Electronic Arts is a business. They make business decisions based on spreadsheets, not feelings. At the end of the day, they will greenlight a new project based on earnings potential, not nostalgia. Even at the series' peak, Mass Effect was never a major seller. The landscape is even more cutthroat and expensive today than it was in 2012. More than any other single factor, this probably gives EA pause.

But Casey Hudson still loves it

We mentioned before that Casey Hudson is now the general manager of all BioWare. That does mean that he won't personally be making games anymore, the way he made the original Mass Effect trilogy. It also means, however, that he has a lot of influence over the direction of the studio, on what games get made, and on how much love a project will receive.

And he loves Mass Effect very much. It's his baby, after all.

In a tweet, Hudson promised the world that his passion for the series hadn't gone anywhere, and that he would "work on it again in the future." For all the reasons listed here, EA may be hesitant to go through a mass effect relay again. But Hudson has a lot of pull, and if anyone can get another Mass Effect project off the ground, he can. And clearly, he wants to.
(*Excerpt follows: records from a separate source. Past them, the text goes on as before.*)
//! Legacy `kern` table application.

use ttf_parser::GlyphId;

use super::apply::{ApplyContext, LookupSettings};
use super::layout::{lookup_flags, TableIndex};
use super::matching::Skipper;
use super::position::attach_type;
use crate::buffer::{Buffer, BufferScratchFlags};
use crate::face::Face;
use crate::plan::ShapePlan;
use crate::Mask;

/// Applies the pair subtables (formats 0, 2 and 3) of the `kern` table.
///
/// State machine subtables are left to fonts that also ship `kerx`.
pub fn kern(plan: &ShapePlan, face: &Face, buffer: &mut Buffer) {
    let Some(table) = face.tables().kern else {
        return;
    };

    let mut seen_cross_stream = false;
    for subtable in table.subtables {
        if subtable.variable || subtable.has_state_machine {
            continue;
        }

        if buffer.direction.is_horizontal() != subtable.horizontal {
            continue;
        }

        if !plan.requested_kerning {
            continue;
        }

        if !seen_cross_stream && subtable.has_cross_stream {
            seen_cross_stream = true;
            attach_all(buffer);
        }

        let reverse = buffer.direction.is_backward();
        if reverse {
            buffer.reverse();
        }

        apply_pair_kerning(
            face,
            buffer,
            plan.kern_mask,
            subtable.has_cross_stream,
            |left, right| subtable.glyphs_kerning(left, right).map_or(0, i32::from),
        );

        if reverse {
            buffer.reverse();
        }
    }
}

/// Chains every glyph to its logical predecessor so that cross-stream
/// offsets accumulate along the run.
pub(crate) fn attach_all(buffer: &mut Buffer) {
    let chain = if buffer.direction.is_forward() { -1 } else { 1 };
    for pos in &mut buffer.pos {
        pos.set_attach_type(attach_type::CURSIVE);
        pos.set_attach_chain(chain);
    }
}

/// Kerns each pair of non-mark glyphs carrying `kern_mask`.
///
/// The value is split between the two glyphs, or applied as a perpendicular
/// offset to the second glyph for cross-stream subtables.
pub(crate) fn apply_pair_kerning(
    face: &Face,
    buffer: &mut Buffer,
    kern_mask: Mask,
    cross_stream: bool,
    get_kerning: impl Fn(GlyphId, GlyphId) -> i32,
) {
    let mut ctx = ApplyContext::new(TableIndex::GPOS, face, buffer);
    ctx.set_lookup(LookupSettings::unscheduled(
        kern_mask,
        u32::from(lookup_flags::IGNORE_MARKS),
    ));

    let mut i = 0;
    while i < ctx.buffer.len() {
        let next = if ctx.buffer.info[i].mask & kern_mask != 0 {
            Skipper::new(&ctx, i, false).advance()
        } else {
            None
        };

        let Some(j) = next else {
            i += 1;
            continue;
        };

        let kern = get_kerning(ctx.buffer.info[i].as_glyph(), ctx.buffer.info[j].as_glyph());
        if kern != 0 {
            kern_pair(ctx.buffer, i, j, kern, cross_stream);
            ctx.buffer.unsafe_to_break(i, j + 1);
        }

        i = j;
    }
}

fn kern_pair(buffer: &mut Buffer, i: usize, j: usize, kern: i32, cross_stream: bool) {
    let horizontal = buffer.direction.is_horizontal();
    let pos = &mut buffer.pos;

    if cross_stream {
        if horizontal {
            pos[j].y_offset = kern;
        } else {
            pos[j].x_offset = kern;
        }
        buffer.scratch_flags |= BufferScratchFlags::HAS_GPOS_ATTACHMENT;
        return;
    }

    // The first glyph takes the smaller half.
    let first = kern >> 1;
    let second = kern - first;
    let (a, b) = pos.split_at_mut(j);
    let (before, after) = (&mut a[i], &mut b[0]);
    if horizontal {
        before.x_advance += first;
        after.x_advance += second;
        after.x_offset += second;
    } else {
        before.y_advance += first;
        after.y_advance += second;
        after.y_offset += second;
    }
}

pub fn has_kerning(face: &Face) -> bool {
    face.tables().kern.is_some()
}

pub fn has_machine_kerning(face: &Face) -> bool {
    face.tables()
        .kern
        .map_or(false, |kern| kern.subtables.into_iter().any(|s| s.has_state_machine))
}

pub fn has_cross_kerning(face: &Face) -> bool {
    face.tables()
        .kern
        .map_or(false, |kern| kern.subtables.into_iter().any(|s| s.has_cross_stream))
}

#[cfg(test)]
mod tests {
    use super::*;
    use crate::buffer::GlyphPosition;
    use alloc::vec;

    #[test]
    fn odd_kerning_favours_the_second_glyph() {
        let mut buffer = Buffer::new();
        buffer.direction = crate::Direction::LeftToRight;
        buffer.pos = vec![GlyphPosition::default(); 3];

        kern_pair(&mut buffer, 0, 2, -51, false);
        assert_eq!(buffer.pos[0].x_advance, -26);
        assert_eq!(buffer.pos[2].x_advance, -25);
        assert_eq!(buffer.pos[2].x_offset, -25);
        assert_eq!(buffer.pos[1].x_advance, 0);
    }

    #[test]
    fn cross_stream_kerning_offsets_the_second_glyph() {
        let mut buffer = Buffer::new();
        buffer.direction = crate::Direction::LeftToRight;
        buffer.pos = vec![GlyphPosition::default(); 2];

        kern_pair(&mut buffer, 0, 1, 120, true);
        assert_eq!(buffer.pos[1].y_offset, 120);
        assert_eq!(buffer.pos[0].x_advance, 0);
        assert!(buffer
            .scratch_flags
            .contains(BufferScratchFlags::HAS_GPOS_ATTACHMENT));
    }
}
Even so, Hudson currently has Anthem, Star Wars: The Old Republic, and Dragon Age IV to juggle. Even with his support, another Mass Effect game is going to have to wait. And by that time, who knows what the gaming landscape will look like, financially, creatively, and technologically? But then again, maybe, like the Reapers, this series is always fated to come back. Franchises can return fresh and remade, different from the old days and yet preserving everything that made them great. Hudson seems to think it's possible.

He thought his crazy idea of a Mass Effect franchise could work back in the beginning, too.

He was right once. He could be again.